Interpolation can be seen as an easy case of generalization because it implies that the data in the train set and test set do not differ much (i.e. support of their data generating distributions is identical). In this case, one can bound interpolation error as a sum of empirical error and some additive term. This additive term is what researchers are constantly trying to estimate and refine for a given family of models and data distributions.
One of the recent works by Liao et al. (ICLR 2021) proposes to use PAC-Bayesian analysis to derive a generalization bound for GCNs and message-passing GNNs. Their bounds (quite scary formulas) depend on the maximum degree of the graphs, the dimension of the hidden layer, and the norm of the learned weights. The smaller these quantities are, the smaller the generalization error is. This result is a tighter bound than of Garg et al. (ICML 2020) and Scarselli et al. (2018) which use Rademacher complexity and VC dimension of the GNNs.
A couple of results exist for particular types of GNNs. Verma & Zhang (KDD 2019) studies the question of how generalization bound of a single-layer GNN depends on the randomness of SGD algorithm. The result, however, is a very loose bound as it monotonically increases as the number of SGD iterations grows. Next, Du et al. (NeurIPS 2019) derives a data-dependent generalizaton bound for graph neural tangent kernel (GNTK), a particular type of GNN. This is in turn used to show that GNTK can learn certain input functions with polynomial number of samples.
Extrapolation is generalization outside of the training distribution and so it’s naturally harder than interpolation. For example, Joshi et al. (2020) show that existing GNN architectures poorly generalize in combinatorial optimization problems such as TSP and it requires additional inductive biases. However, there has been some evidence that GNNs extrapolate well on some particular tasks such as learning dynamic programming algorithms (Veličković et al. (ICLR 2020), Xu et al. (ICLR 2020)), complex particle dynamics (Sanchez-Gonzalez et al. (ICML 2020)), and branching heuristics (Kurin et al. (NeurIPS 2020)). In all cases trained GNN could retain good performance for either bigger graphs, or longer time scales, or similar but different problems.

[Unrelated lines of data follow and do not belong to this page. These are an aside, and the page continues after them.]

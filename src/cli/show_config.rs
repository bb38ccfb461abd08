//! `statline config` command handler.

use anyhow::Result;

use statline::Config;

pub(crate) fn cmd_config(config: &Config) -> Result<()> {
    println!("{}", serde_json::to_string_pretty(&config.redacted())?);
    if config.api.api_key.is_none() {
        eprintln!("Note: no API key configured (set STATLINE_API_KEY).");
    }
    Ok(())
}
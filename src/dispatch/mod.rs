//! Request dispatch: cache lookup, rate-limit admission, and the HTTP call.

pub mod dispatcher;
pub mod metrics;
pub mod transport;

pub use dispatcher::Dispatcher;
pub use metrics::{DispatchMetrics, MetricsSnapshot};
pub use transport::{HttpResponse, HttpTransport, Transport};
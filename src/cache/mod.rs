//! Response caching with canonical request keys, TTL expiry, and a capacity bound.

pub mod key;
pub mod response_cache;

pub use key::RequestKey;
pub use response_cache::{CacheStats, ResponseCache};
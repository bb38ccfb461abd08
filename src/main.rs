//! statline command-line harness.

mod cli;

use clap::Parser;

#[tokio::main]
async fn main() {
    // A missing .env is normal; anything else is worth knowing about.
    if let Err(e) = dotenvy::dotenv() {
        if !e.not_found() {
            eprintln!("Warning: failed to load .env: {}", e);
        }
    }

    let args = cli::Cli::parse();
    cli::init_logging(args.json);

    if let Err(e) = cli::run(args).await {
        eprintln!("Error: {:#}", e);
        std::process::exit(1);
    }
}
//! Lock-free dispatch counters.

use std::sync::atomic::{AtomicU64, Ordering};
use std::time::Duration;

use tracing::info;

/// Per-dispatcher counters for cache and network activity.
#[derive(Debug, Default)]
pub struct DispatchMetrics {
    /// Fetches answered from the cache.
    pub cache_hits: AtomicU64,
    /// Fetches that had to go to the network.
    pub cache_misses: AtomicU64,
    /// Network calls issued (admitted by the limiter).
    pub network_calls: AtomicU64,
    /// Network fetches that ended in a transport, upstream, or decode error.
    /// Typed-view mismatches in `fetch_as` are not counted.
    pub failures: AtomicU64,
    /// Cumulative time spent waiting for rate-limit admission, in ms.
    pub admission_wait_ms: AtomicU64,
}

/// Plain copy of [`DispatchMetrics`] at one instant.
#[derive(Debug, Clone, Copy, Default, PartialEq, Eq)]
pub struct MetricsSnapshot {
    pub cache_hits: u64,
    pub cache_misses: u64,
    pub network_calls: u64,
    pub failures: u64,
    pub admission_wait_ms: u64,
}

impl DispatchMetrics {
    pub fn new() -> Self {
        Self::default()
    }

    pub fn record_hit(&self) {
        self.cache_hits.fetch_add(1, Ordering::Relaxed);
    }

    pub fn record_miss(&self) {
        self.cache_misses.fetch_add(1, Ordering::Relaxed);
    }

    /// Count an admitted network call and the time it waited for admission.
    pub fn record_call(&self, waited: Duration) {
        self.network_calls.fetch_add(1, Ordering::Relaxed);
        let ms = u64::try_from(waited.as_millis()).unwrap_or(u64::MAX);
        self.admission_wait_ms.fetch_add(ms, Ordering::Relaxed);
    }

    pub fn record_failure(&self) {
        self.failures.fetch_add(1, Ordering::Relaxed);
    }

    pub fn snapshot(&self) -> MetricsSnapshot {
        MetricsSnapshot {
            cache_hits: self.cache_hits.load(Ordering::Relaxed),
            cache_misses: self.cache_misses.load(Ordering::Relaxed),
            network_calls: self.network_calls.load(Ordering::Relaxed),
            failures: self.failures.load(Ordering::Relaxed),
            admission_wait_ms: self.admission_wait_ms.load(Ordering::Relaxed),
        }
    }

    /// Emit current counters as a structured log line.
    pub fn emit_usage(&self, reason: &str) {
        let s = self.snapshot();
        info!(
            event = "dispatch_summary",
            reason = reason,
            cache_hits = s.cache_hits,
            cache_misses = s.cache_misses,
            network_calls = s.network_calls,
            failures = s.failures,
            admission_wait_ms = s.admission_wait_ms,
            "Dispatch metrics"
        );
    }
}

impl MetricsSnapshot {
    /// Fraction of fetches served from cache, `0.0` when nothing was fetched.
    pub fn hit_ratio(&self) -> f64 {
        let total = self.cache_hits + self.cache_misses;
        if total == 0 {
            0.0
        } else {
            self.cache_hits as f64 / total as f64
        }
    }
}
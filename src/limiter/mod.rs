//! Rolling-window rate limiting for outbound API calls.

pub mod window;

pub use window::{RateLimitUsage, RateLimiter};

Some works attempted to study this phenomenon in a controlled environment. For example, Knyazev et al. (NeurIPS 2019) scrutinize generalization of attention-based GNNs through ad-hoc datasets and provide recipes for more powerful architectures. Wu et al. (ICLR 2021) propose a data generation process for theorem proving that tests GNN’s generalization from 6 different angles (with different number of axioms, short or longer proofs, etc.). This work shows that GNN-based solution can have smaller out-of-distribution generalization gap than transformer-based models.
Finally, a work by Xu et al. (ICLR 2021) theoretically studies extrapolation of MLP and GNNs. First, they show that MLPs with ReLU activation function extrapolate well only if the target function is linear and training data is “diverse” enough. Other activation functions such as tanh or cos extrapolate well when target function is similar to the activation one. This suggests that incorporating non-linearity to the activation function of GNNs (aggregation and readout) can learn a function with such non-linearity. For example, if you know that target function is some form of the maximum operator, using max aggregator helps in extrapolation. While for a general task target function can be unknown, for dynamic programming algorithms, for example, min/max operators are all over the place, so it’s worth making an architecture to align with that.